-- DATA PROVIDED follows --

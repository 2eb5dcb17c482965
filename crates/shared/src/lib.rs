mod collection;
mod ingredient;

pub use collection::Collection;
pub use ingredient::{CollectionKind, OwnedIngredient};
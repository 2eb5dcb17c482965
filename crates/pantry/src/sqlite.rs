use async_trait::async_trait;
use sea_query::{Expr, ExprTrait, Order, Query, SqliteQueryBuilder};
use sea_query_sqlx::SqlxBinder;
use sqlx::SqlitePool;
use sqlx::prelude::FromRow;
use uuid::Uuid;

use foodiebuddy_db::table::Ingredient;
use foodiebuddy_shared::{Collection, CollectionKind, OwnedIngredient};

use crate::error::StoreError;
use crate::store::{CollectionStore, IngredientMatch};

/// sqlite-backed [`CollectionStore`] over the `ingredient` table.
///
/// Rows are keyed by a generated uuid and tagged with the owning user, the
/// collection kind discriminator, and the category string. Each call is one
/// statement; there is no multi-item atomicity, matching the contract the
/// committer assumes.
#[derive(Clone)]
pub struct SqliteCollectionStore {
    pool: SqlitePool,
}

impl SqliteCollectionStore {
    pub fn new(pool: SqlitePool) -> Self {
        Self { pool }
    }
}

#[derive(FromRow)]
struct IngredientRow {
    id: String,
    category: String,
    displayed_name: String,
    standard_name: String,
    is_checked: bool,
}

#[derive(FromRow)]
struct MatchRow {
    kind: String,
    category: String,
    displayed_name: String,
}

#[async_trait]
impl CollectionStore for SqliteCollectionStore {
    async fn create(
        &self,
        user_id: &str,
        kind: CollectionKind,
        item: &OwnedIngredient,
    ) -> Result<String, StoreError> {
        let id = Uuid::new_v4().to_string();

        let statement = Query::insert()
            .into_table(Ingredient::Table)
            .columns([
                Ingredient::Id,
                Ingredient::UserId,
                Ingredient::Kind,
                Ingredient::Category,
                Ingredient::DisplayedName,
                Ingredient::StandardName,
                Ingredient::IsChecked,
            ])
            .values_panic([
                id.clone().into(),
                user_id.into(),
                kind.to_string().into(),
                item.category.clone().into(),
                item.displayed_name.clone().into(),
                item.standard_name.clone().into(),
                item.is_checked.into(),
            ])
            .to_owned();

        let (sql, values) = statement.build_sqlx(SqliteQueryBuilder);
        sqlx::query_with(&sql, values).execute(&self.pool).await?;

        Ok(id)
    }

    async fn delete(
        &self,
        user_id: &str,
        kind: CollectionKind,
        id: &str,
    ) -> Result<(), StoreError> {
        let statement = Query::delete()
            .from_table(Ingredient::Table)
            .and_where(Expr::col(Ingredient::Id).eq(id))
            .and_where(Expr::col(Ingredient::UserId).eq(user_id))
            .and_where(Expr::col(Ingredient::Kind).eq(kind.to_string()))
            .to_owned();

        let (sql, values) = statement.build_sqlx(SqliteQueryBuilder);
        sqlx::query_with(&sql, values).execute(&self.pool).await?;

        Ok(())
    }

    async fn update_category(
        &self,
        user_id: &str,
        kind: CollectionKind,
        from: &str,
        to: &str,
    ) -> Result<u64, StoreError> {
        let statement = Query::update()
            .table(Ingredient::Table)
            .value(Ingredient::Category, to)
            .and_where(Expr::col(Ingredient::UserId).eq(user_id))
            .and_where(Expr::col(Ingredient::Kind).eq(kind.to_string()))
            .and_where(Expr::col(Ingredient::Category).eq(from))
            .to_owned();

        let (sql, values) = statement.build_sqlx(SqliteQueryBuilder);
        let result = sqlx::query_with(&sql, values).execute(&self.pool).await?;

        Ok(result.rows_affected())
    }

    async fn fetch_all(
        &self,
        user_id: &str,
        kind: CollectionKind,
    ) -> Result<Collection, StoreError> {
        let statement = Query::select()
            .columns([
                Ingredient::Id,
                Ingredient::Category,
                Ingredient::DisplayedName,
                Ingredient::StandardName,
                Ingredient::IsChecked,
            ])
            .from(Ingredient::Table)
            .and_where(Expr::col(Ingredient::UserId).eq(user_id))
            .and_where(Expr::col(Ingredient::Kind).eq(kind.to_string()))
            // Insertion order within a category.
            .order_by_expr(Expr::cust("rowid"), Order::Asc)
            .to_owned();

        let (sql, values) = statement.build_sqlx(SqliteQueryBuilder);
        let rows = sqlx::query_as_with::<_, IngredientRow, _>(&sql, values)
            .fetch_all(&self.pool)
            .await?;

        Ok(Collection::from_items(rows.into_iter().map(|row| {
            OwnedIngredient {
                id: row.id,
                displayed_name: row.displayed_name,
                standard_name: row.standard_name,
                category: row.category,
                is_checked: row.is_checked,
            }
        })))
    }

    async fn query_by_standard_name(
        &self,
        user_id: &str,
        standard_name: &str,
    ) -> Result<Vec<IngredientMatch>, StoreError> {
        let statement = Query::select()
            .columns([
                Ingredient::Kind,
                Ingredient::Category,
                Ingredient::DisplayedName,
            ])
            .from(Ingredient::Table)
            .and_where(Expr::col(Ingredient::UserId).eq(user_id))
            .and_where(Expr::col(Ingredient::StandardName).eq(standard_name))
            .order_by(Ingredient::Kind, Order::Asc)
            .to_owned();

        let (sql, values) = statement.build_sqlx(SqliteQueryBuilder);
        let rows = sqlx::query_as_with::<_, MatchRow, _>(&sql, values)
            .fetch_all(&self.pool)
            .await?;

        rows.into_iter()
            .map(|row| {
                let kind: CollectionKind = row.kind.parse().map_err(|_| {
                    StoreError::Decode(format!("unknown collection kind \"{}\"", row.kind))
                })?;
                Ok(IngredientMatch {
                    in_fridge: kind.is_fridge(),
                    category: row.category,
                    displayed_name: row.displayed_name,
                })
            })
            .collect()
    }
}
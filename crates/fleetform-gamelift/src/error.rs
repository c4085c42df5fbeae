//! Classification of GameLift SDK failures

use aws_sdk_gamelift::error::{BuildError, DisplayErrorContext, ProvideErrorMetadata, SdkError};
use fleetform_core::{RemoteError, RemoteErrorKind};

/// Map a GameLift error code onto a [`RemoteErrorKind`].
pub fn kind_for_code(code: &str) -> RemoteErrorKind {
    match code {
        "NotFoundException" => RemoteErrorKind::NotFound,
        "UnauthorizedException"
        | "AccessDeniedException"
        | "UnrecognizedClientException"
        | "ExpiredTokenException" => RemoteErrorKind::Unauthorized,
        "ConflictException" | "InvalidFleetStatusException" => RemoteErrorKind::Conflict,
        "InvalidRequestException" | "ValidationException" => RemoteErrorKind::MalformedInput,
        "ThrottlingException" | "TooManyRequestsException" => RemoteErrorKind::Throttled,
        "InternalServiceException" | "ServiceUnavailableException" => {
            RemoteErrorKind::TransientNetwork
        }
        _ => RemoteErrorKind::Unknown,
    }
}

pub(crate) fn classify<E, R>(err: SdkError<E, R>) -> RemoteError
where
    E: ProvideErrorMetadata + std::error::Error + Send + Sync + 'static,
    R: std::fmt::Debug,
{
    let kind = match &err {
        SdkError::TimeoutError(_) | SdkError::DispatchFailure(_) | SdkError::ResponseError(_) => {
            RemoteErrorKind::TransientNetwork
        }
        SdkError::ServiceError(_) => err.code().map_or(RemoteErrorKind::Unknown, kind_for_code),
        _ => RemoteErrorKind::Unknown,
    };
    let message = match err.message() {
        Some(message) => message.to_string(),
        None => DisplayErrorContext(&err).to_string(),
    };
    RemoteError::new(kind, message)
}

/// A request the SDK refused to build, such as a permission missing a port.
pub(crate) fn malformed(err: BuildError) -> RemoteError {
    RemoteError::new(RemoteErrorKind::MalformedInput, err.to_string())
}

#[cfg(test)]
mod tests {
    use super::*;

    #[test]
    fn test_kind_for_code() {
        assert_eq!(kind_for_code("NotFoundException"), RemoteErrorKind::NotFound);
        assert_eq!(
            kind_for_code("UnauthorizedException"),
            RemoteErrorKind::Unauthorized
        );
        assert_eq!(
            kind_for_code("InvalidFleetStatusException"),
            RemoteErrorKind::Conflict
        );
        assert_eq!(
            kind_for_code("InvalidRequestException"),
            RemoteErrorKind::MalformedInput
        );
        assert_eq!(
            kind_for_code("ThrottlingException"),
            RemoteErrorKind::Throttled
        );
        assert_eq!(
            kind_for_code("InternalServiceException"),
            RemoteErrorKind::TransientNetwork
        );
        assert_eq!(
            kind_for_code("LimitExceededException"),
            RemoteErrorKind::Unknown
        );
    }
}
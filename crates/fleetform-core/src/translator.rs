//! Field translator trait definition

use crate::client::RemoteEntity;
use crate::error::Result;
use serde::Serialize;

/// Bidirectional mapping between a resource's declarative configuration
/// and its remote request/response shapes.
///
/// All methods are pure. Optional attributes the operator did not set must
/// not appear in the produced requests.
pub trait Translator: Send + Sync {
    /// Operator-supplied configuration.
    type Desired: Send + Sync;
    type CreateRequest: Send + Sync;
    type UpdateRequest: Send + Sync;
    type Response: RemoteEntity;
    /// Local view of the remote entity, stored as the record's attributes.
    type Observed: Serialize + Send + Sync;

    /// Reject malformed configuration before anything is sent.
    fn validate(&self, _desired: &Self::Desired) -> Result<()> {
        Ok(())
    }

    fn to_create_request(&self, desired: &Self::Desired) -> Self::CreateRequest;

    /// Full (never delta) update request.
    fn to_update_request(&self, desired: &Self::Desired) -> Self::UpdateRequest;

    /// Total mapping of every remote field, output-only ones included.
    fn to_local_state(&self, response: &Self::Response) -> Self::Observed;
}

-- DATA PROVIDED concluded --

EXERCISE INSTRUCTIONS:
Lines from the start of the records through the one containing "owning user, the" are what should be retyped, exactly and in full, both ends included.

RESULT OF THE EXERCISE:
repository 2eb5dcb17c482965
filename crates/shared/src/lib.rs
mod collection;
mod ingredient;

pub use collection::Collection;
pub use ingredient::{CollectionKind, OwnedIngredient};
repository 2eb5dcb17c482965
filename crates/pantry/src/sqlite.rs
use async_trait::async_trait;
use sea_query::{Expr, ExprTrait, Order, Query, SqliteQueryBuilder};
use sea_query_sqlx::SqlxBinder;
use sqlx::SqlitePool;
use sqlx::prelude::FromRow;
use uuid::Uuid;

use foodiebuddy_db::table::Ingredient;
use foodiebuddy_shared::{Collection, CollectionKind, OwnedIngredient};

use crate::error::StoreError;
use crate::store::{CollectionStore, IngredientMatch};

/// sqlite-backed [`CollectionStore`] over the `ingredient` table.
///
/// Rows are keyed by a generated uuid and tagged with the owning user, the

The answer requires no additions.